PALEMBANG · Tuesday, 04 November 2025 16:00 WITA · Dibaca: 37
Unsri Investigasi Mahasiswa Baru Disuruh Berciuman saat Pengenalan Kampus

PALEMBANG, JClarity – Universitas Sriwijaya (Unsri) secara tegas mengambil tindakan serius dengan membentuk tim investigasi terkait viralnya video dugaan perpeloncoan yang melibatkan mahasiswa senior yang memerintahkan mahasiswa baru (maba) saling berciuman dalam sebuah kegiatan pengenalan kampus. Insiden yang memicu reaksi keras dari publik ini berujung pada pembekuan sementara organisasi mahasiswa yang terlibat.
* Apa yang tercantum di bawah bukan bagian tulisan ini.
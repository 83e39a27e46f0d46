//! Revision renumbering engine
//!
//! [`RevisionModificator`] rewrites change-set revisions, event revisions,
//! revision-valued attributes and the revision component of object keys so
//! that the output forms one gapless timeline. Three modes are supported:
//! - replay: input is original history
//! - faking-history: input is synthetic and taken as is
//! - auto: drops and inserts are inferred from the input revisions
//!
//! An engine instance owns its state and must see every change-set of a run
//! exactly once, in order.

mod attributes;
mod modification;
mod modificator;

pub use attributes::RevisionAttributes;
pub use modification::ModificationTable;
pub use modificator::{Mode, RevisionModificator};
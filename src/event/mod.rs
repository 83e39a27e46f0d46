//! Event model for versioned object store history
//!
//! A `ChangeSet` is one unit of history and owns its events:
//! - `BranchEvent` - creation of a branch
//! - `ItemDeletion` / `ItemCreation` / `ItemUpdate` - per-object changes
//! - `CommitEvent` - end-of-revision marker
//!
//! Change-sets are streamed one at a time: read from a source store,
//! mutated in place by rewriters and handed to a writer.

mod branch;
mod change_set;
mod commit;
mod ids;
mod item;
mod value;

pub use branch::BranchEvent;
pub use change_set::{ChangeSet, EventKind, EventMut, EventRef, KnowledgeEvent};
pub use commit::CommitEvent;
pub use ids::{
    is_concrete, BranchId, ObjectBranchId, ObjectKey, Revision, CURRENT_REVISION, FIRST_REVISION,
    TRUNK_BRANCH, UNASSIGNED_REVISION,
};
pub use item::{ItemCreation, ItemDeletion, ItemUpdate};
pub use value::{Value, Values};
//! Declarative rewriter construction
//!
//! A pipeline is configured as an ordered list of [`RewriterSpec`]s. Each
//! entry is turned into its rewriter once, before any event is processed, so
//! every configuration error surfaces up front.

use std::collections::{BTreeMap, BTreeSet};

use serde::{Deserialize, Serialize};
use tracing::debug;

use crate::branch::{BranchModificator, BranchTypeFilter};
use crate::event::{ChangeSet, Revision, FIRST_REVISION};
use crate::rename::{AttributeRenamer, TypeFilter, TypeRenamer};
use crate::revision::{Mode, RevisionAttributes, RevisionModificator};
use crate::schema::TypeRegistry;

use super::errors::{RewriteError, RewriteResult};
use super::filter::{ChangeSetPredicate, FilterRewriter};
use super::rewriter::{CopyRewriter, EventRewriter, ForkRewriter, IdentityRewriter};
use super::sink::EventSink;
use super::stack::stack;

fn default_mode() -> Mode {
    Mode::Replay
}

/// One configured pipeline stage.
#[derive(Debug, Clone, PartialEq, Serialize, Deserialize)]
#[serde(tag = "kind", rename_all = "kebab-case")]
pub enum RewriterSpec {
    Identity,
    Copy,
    RenameType {
        renames: BTreeMap<String, String>,
    },
    RenameAttribute {
        type_name: String,
        renames: BTreeMap<String, String>,
    },
    ExcludeTypes {
        types: BTreeSet<String>,
    },
    RevisionModification {
        #[serde(default = "default_mode")]
        mode: Mode,
        /// First output revision; defaults to the pipeline's.
        #[serde(default)]
        start_revision: Option<Revision>,
        #[serde(default)]
        revision_attributes: BTreeMap<String, BTreeSet<String>>,
    },
    BranchRemap {
        delta: i64,
    },
    BranchTypes {
        allowed: BTreeSet<String>,
        #[serde(default)]
        always_include: BTreeSet<String>,
    },
    Filter {
        predicate: ChangeSetPredicate,
        rewriter: Box<RewriterSpec>,
    },
    Stack {
        rewriters: Vec<RewriterSpec>,
    },
    Fork {
        rewriter: Box<RewriterSpec>,
    },
}

impl RewriterSpec {
    pub fn kind(&self) -> &'static str {
        match self {
            RewriterSpec::Identity => "identity",
            RewriterSpec::Copy => "copy",
            RewriterSpec::RenameType { .. } => "rename-type",
            RewriterSpec::RenameAttribute { .. } => "rename-attribute",
            RewriterSpec::ExcludeTypes { .. } => "exclude-types",
            RewriterSpec::RevisionModification { .. } => "revision-modification",
            RewriterSpec::BranchRemap { .. } => "branch-remap",
            RewriterSpec::BranchTypes { .. } => "branch-types",
            RewriterSpec::Filter { .. } => "filter",
            RewriterSpec::Stack { .. } => "stack",
            RewriterSpec::Fork { .. } => "fork",
        }
    }
}

/// What rewriters may know about their surroundings when built.
#[derive(Clone, Copy)]
pub struct BuildContext<'a> {
    /// Schema of the source store. Without it type names are not validated
    /// and attribute renames do not reach subtypes.
    pub registry: Option<&'a dyn TypeRegistry>,
    /// Revision the first written change-set must carry.
    pub first_output_revision: Revision,
    /// Revision of the first change-set read from the source.
    pub first_input_revision: Revision,
}

impl<'a> BuildContext<'a> {
    pub fn new(registry: Option<&'a dyn TypeRegistry>) -> Self {
        Self {
            registry,
            first_output_revision: FIRST_REVISION,
            first_input_revision: FIRST_REVISION,
        }
    }

    pub fn with_revisions(mut self, first_input_revision: Revision, first_output_revision: Revision) -> Self {
        self.first_input_revision = first_input_revision;
        self.first_output_revision = first_output_revision;
        self
    }
}

/// A rewriter built from configuration, delegating to the concrete stage.
pub struct ProxyRewriter {
    kind: &'static str,
    inner: Box<dyn EventRewriter>,
}

impl ProxyRewriter {
    pub fn from_spec(spec: &RewriterSpec, ctx: &BuildContext<'_>) -> RewriteResult<Self> {
        let inner = build_rewriter(spec, ctx)?;
        debug!(kind = spec.kind(), "Rewriter built");
        Ok(Self {
            kind: spec.kind(),
            inner,
        })
    }

    pub fn kind(&self) -> &'static str {
        self.kind
    }
}

impl EventRewriter for ProxyRewriter {
    fn rewrite(&mut self, change_set: ChangeSet, sink: &mut dyn EventSink) -> RewriteResult<()> {
        self.inner.rewrite(change_set, sink)
    }
}

/// Builds the rewriter a `RewriterSpec` describes.
pub fn build_rewriter(spec: &RewriterSpec, ctx: &BuildContext<'_>) -> RewriteResult<Box<dyn EventRewriter>> {
    let rewriter: Box<dyn EventRewriter> = match spec {
        RewriterSpec::Identity => Box::new(IdentityRewriter),
        RewriterSpec::Copy => Box::new(CopyRewriter),
        RewriterSpec::RenameType { renames } => match ctx.registry {
            Some(registry) => Box::new(TypeRenamer::checked(renames.clone(), registry)?),
            None => Box::new(TypeRenamer::new(renames.clone())),
        },
        RewriterSpec::RenameAttribute { type_name, renames } => match ctx.registry {
            Some(registry) => Box::new(AttributeRenamer::for_type_hierarchy(type_name, renames.clone(), registry)?),
            None => Box::new(AttributeRenamer::new(BTreeSet::from([type_name.clone()]), renames.clone())),
        },
        RewriterSpec::ExcludeTypes { types } => match ctx.registry {
            Some(registry) => Box::new(TypeFilter::checked(types.clone(), registry)?),
            None => Box::new(TypeFilter::new(types.clone())),
        },
        RewriterSpec::RevisionModification {
            mode,
            start_revision,
            revision_attributes,
        } => {
            let start = start_revision.unwrap_or(ctx.first_output_revision);
            if start < FIRST_REVISION {
                return Err(RewriteError::configuration(format!("invalid start revision {}", start)));
            }
            let attributes = match ctx.registry {
                Some(registry) => RevisionAttributes::with_registry(revision_attributes.clone(), registry)?,
                None => RevisionAttributes::from_config(revision_attributes.clone()),
            };
            let mut engine = RevisionModificator::new(attributes, start);
            engine.adopt(ctx.first_input_revision);
            engine.set_mode(*mode);
            Box::new(engine)
        }
        RewriterSpec::BranchRemap { delta } => Box::new(BranchModificator::new(*delta)),
        RewriterSpec::BranchTypes {
            allowed,
            always_include,
        } => match ctx.registry {
            Some(registry) => Box::new(BranchTypeFilter::checked(allowed.clone(), always_include.clone(), registry)?),
            None => Box::new(BranchTypeFilter::new(allowed.clone(), always_include.clone())),
        },
        RewriterSpec::Filter { predicate, rewriter } => {
            let predicate = predicate.clone();
            let inner = build_rewriter(rewriter, ctx)?;
            Box::new(FilterRewriter::new(move |cs: &ChangeSet| predicate.matches(cs), inner))
        }
        RewriterSpec::Stack { rewriters } => build_chain(rewriters, ctx)?,
        RewriterSpec::Fork { rewriter } => Box::new(ForkRewriter::new(build_rewriter(rewriter, ctx)?)),
    };
    Ok(rewriter)
}

/// Builds and stacks an ordered list of specs.
pub fn build_chain(specs: &[RewriterSpec], ctx: &BuildContext<'_>) -> RewriteResult<Box<dyn EventRewriter>> {
    let mut stages: Vec<Box<dyn EventRewriter>> = Vec::with_capacity(specs.len());
    for spec in specs {
        stages.push(Box::new(ProxyRewriter::from_spec(spec, ctx)?));
    }
    Ok(stack(stages))
}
Peristiwa tidak pantas tersebut diketahui terjadi pada Sabtu, 20 September 2025, di Kampus Unsri Indralaya, Ogan Ilir, saat pelaksanaan kegiatan praklining atau gotong royong bersih-bersih yang diselenggarakan oleh Himpunan Mahasiswa Teknologi Pertanian (HIMATETA) Fakultas Pertanian. Dalam rekaman video yang beredar, tampak sejumlah mahasiswa baru dikumpulkan dan dipaksa untuk berpasangan serta melakukan aksi saling cium, yang disebut-sebut sebagai bagian dari 'permainan' yang diinisiasi oleh mahasiswa senior dan seorang alumni. Pihak kampus menegaskan bahwa kegiatan tersebut tidak ada kaitannya dengan agenda resmi Pengenalan Kehidupan Kampus bagi Mahasiswa Baru (PKKMB) Unsri, yang secara ketat melarang segala bentuk kekerasan, perundungan, dan pelecehan.

Menanggapi polemik ini, Sekretaris Unsri, Prof. Alfitri, menyatakan bahwa pihak universitas telah membentuk Satuan Tugas Pencegahan dan Penanganan Kekerasan di Perguruan Tinggi (Satgas PPKPT) Unsri untuk menelusuri secara mendalam kasus tersebut. “Saat ini sedang dalam proses investigasi dengan melibatkan Satgas PPKPT Universitas Sriwijaya,” kata Prof. Alfitri, menekankan komitmen kampus untuk menjaga lingkungan akademik yang bebas dari kekerasan dan perpeloncoan. Pimpinan Fakultas Pertanian juga telah memanggil dan memeriksa Ketua, Wakil Ketua HIMATETA, Ketua Angkatan 2023, serta panitia pelaksana kegiatan.

Sebagai langkah awal yang cepat dan tegas, Unsri telah membekukan kegiatan HIMATETA selama satu tahun ke depan, menyusul temuan adanya pelanggaran berat di bidang organisasi dan etika. Sebanyak 15 mahasiswa yang diduga terlibat dalam insiden tersebut telah dimintai keterangan oleh tim investigasi. Pihak universitas memastikan akan menjatuhkan sanksi sesuai dengan peraturan yang berlaku, mulai dari teguran, pembinaan, hingga skorsing akademik, bagi mahasiswa yang terbukti melanggar aturan. Meskipun pihak senior yang terlibat telah menyampaikan permintaan maaf, proses hukum dan sanksi akademik tetap akan dijalankan sesuai hasil investigasi Satgas.

Lebih lanjut, Unsri berkomitmen untuk melakukan evaluasi total terhadap seluruh prosedur perizinan dan kegiatan kemahasiswaan. Wakil Rektor Bidang Akademik dan Kemahasiswaan akan memunculkan sistem pembinaan baru yang mengharuskan semua kegiatan mahasiswa mengacu pada nilai-nilai edukasi, etika, kesetaraan, dan tanggung jawab, sebagai upaya pencegahan agar kejadian serupa tidak terulang di masa mendatang.